Sur les frais du procès et l’exécution provisoire
M. [T] [C], qui succombe à la cause, sera condamné aux dépens de la présente instance, conformément à l’article 696 du code de procédure civile.
Aux termes de l’article 700 du code de procédure civile, le juge condamne la partie tenue aux dépens, ou, à défaut, la partie perdante, à payer à l’autre partie la somme qu’il détermine, au titre des frais exposés et non compris dans les dépens ; dans tous les cas, le juge tient compte de l’équité et de la situation économique de la partie condamnée.
L’équité commande par ailleurs de faire droit à hauteur de 100 euros à la demande de la SA d’HLM LE TOIT VOSGIEN concernant les frais non compris dans les dépens, en application des dispositions précitées.
Selon l’article 514 du code de procédure civile, les décisions de première instance sont de droit exécutoire à titre provisoire à moins que la loi ou la décision rendue n’en dispose autrement.
Toutefois, selon l’article 514-1 du même code, le juge peut écarter l’exécution provisoire de droit, en tout ou partie, s’il estime qu’elle est incompatible avec la nature de l’affaire.

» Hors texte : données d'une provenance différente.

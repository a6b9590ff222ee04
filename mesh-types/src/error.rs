//! Error types for prepper-mesh wire messages.

use thiserror::Error;

/// Errors that can occur while encoding or decoding wire messages.
#[derive(Debug, Error)]
pub enum MessageError {
    /// JSON serialization failed
    #[error("serialization failed: {0}")]
    Serialization(#[source] serde_json::Error),

    /// JSON deserialization failed
    #[error("deserialization failed: {0}")]
    Deserialization(#[source] serde_json::Error),

    /// Payload is structurally invalid (e.g. a required collection is missing)
    #[error("invalid payload: {0}")]
    InvalidPayload(String),

    /// Message exceeds the maximum size accepted on a stream
    #[error("message too large: {size} > {limit}")]
    TooLarge {
        /// Actual size in bytes.
        size: usize,
        /// Maximum allowed size in bytes.
        limit: usize,
    },
}

#[cfg(test)]
mod tests {
    use super::*;

    #[test]
    fn error_display() {
        let err = MessageError::InvalidPayload("missing foodItems".into());
        assert_eq!(err.to_string(), "invalid payload: missing foodItems");

        let err = MessageError::TooLarge { size: 10, limit: 5 };
        assert_eq!(err.to_string(), "message too large: 10 > 5");
    }

    #[test]
    fn error_is_send_sync() {
        fn assert_send_sync<T: Send + Sync>() {}
        assert_send_sync::<MessageError>();
    }
}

Il statue, d’office ou à la demande d’une partie, par décision spécialement motivée.
En l’espèce, il n’y a pas lieu d’écarter l’exécution provisoire de la présente décision.
PAR CES MOTIFS,
La juge des contentieux de la protection, statuant après débats publics, par jugement mis à disposition au greffe, réputé contradictoire et en premier ressort,
CONSTATE que la dette locative visée dans le commandement de payer du 19 août 2025 n’a pas été réglée dans le délai de deux mois,
CONSTATE, en conséquence, que le contrat conclu le 12 août 2020 entre la SA d’HLM LE TOIT VOSGIEN, d’une part, et M. [T] [C], d’autre part, concernant les locaux situés au [Adresse 3] à [Localité 3] est résilié depuis le 20 octobre 2025,
DIT n’y avoir lieu d’octroyer des délais de paiement à M. [T] [C], sans préjudice des délais qui pourraient lui être accordés dans le cadre d’une procédure de surendettement,
ORDONNE à M. [T] [C] de libérer de sa personne, de ses biens, ainsi que de tous occupants de son chef, les lieux situés au [Adresse 3] à [Localité 3] ainsi que, le cas échéant, tous les lieux loués accessoirement au logement,
DIT qu’à défaut de libération volontaire, il pourra être procédé à son expulsion et à celle de tous occupants de son chef avec l’assistance de la force publique,
DIT que le sort des meubles sera régi conformément aux dispositions des articles L. 433-1 et L. 433-2 du code des procédures civiles d’exécution,
RAPPELLE que l’expulsion ne pourra avoir lieu qu’hors période hivernale et à l’expiration d’un délai de deux mois suivant la délivrance d’un commandement d’avoir à libérer les lieux,
CONDAMNE M. [T] [C] au paiement d’une indemnité d’occupation mensuelle égale au loyer et aux charges qui auraient été dus en cas de poursuite du bail, soit 570.38 euros (cinq cent soixante-dix euros et trente-huit centimes) par mois,
DIT que cette indemnité d’occupation, qui se substitue au loyer dès le 20 octobre 2025, est payable dans les mêmes conditions que l’étaient le loyer et les charges, jusqu’à libération effective des lieux et remise des clés à la bailleresse ou à son mandataire,
CONDAMNE M. [T] [C] à payer à la SA d’HLM LE TOIT VOSGIEN la somme de 936 euros (neuf cent trente-six euros) au titre de l’arriéré locatif arrêté au 21 juillet 2025, avec intérêt à taux légal à compter de la signification de la présente décision,
CONDAMNE M. [T] [C] à payer à la SA d’HLM LE TOIT VOSGIEN la somme de 100 euros (cent euros) au titre de l’article 700 du code de procédure civile,
CONDAMNE M. [T] [C] aux dépens comprenant entre autres le coût du commandement de payer du 19 août 2025 et celui de l’assignation du 1er décembre 2025,
RAPPELLE l’exécution provisoire du présent jugement,
DIT que la présente décision sera notifiée par le greffe à la préfecture des VOSGES en application de l’article R.412-2 du code des procédures civiles d’exécution.
Ainsi jugé par mise à disposition au greffe le 24 avril 2026, et signé par la juge et la greffière susnommées.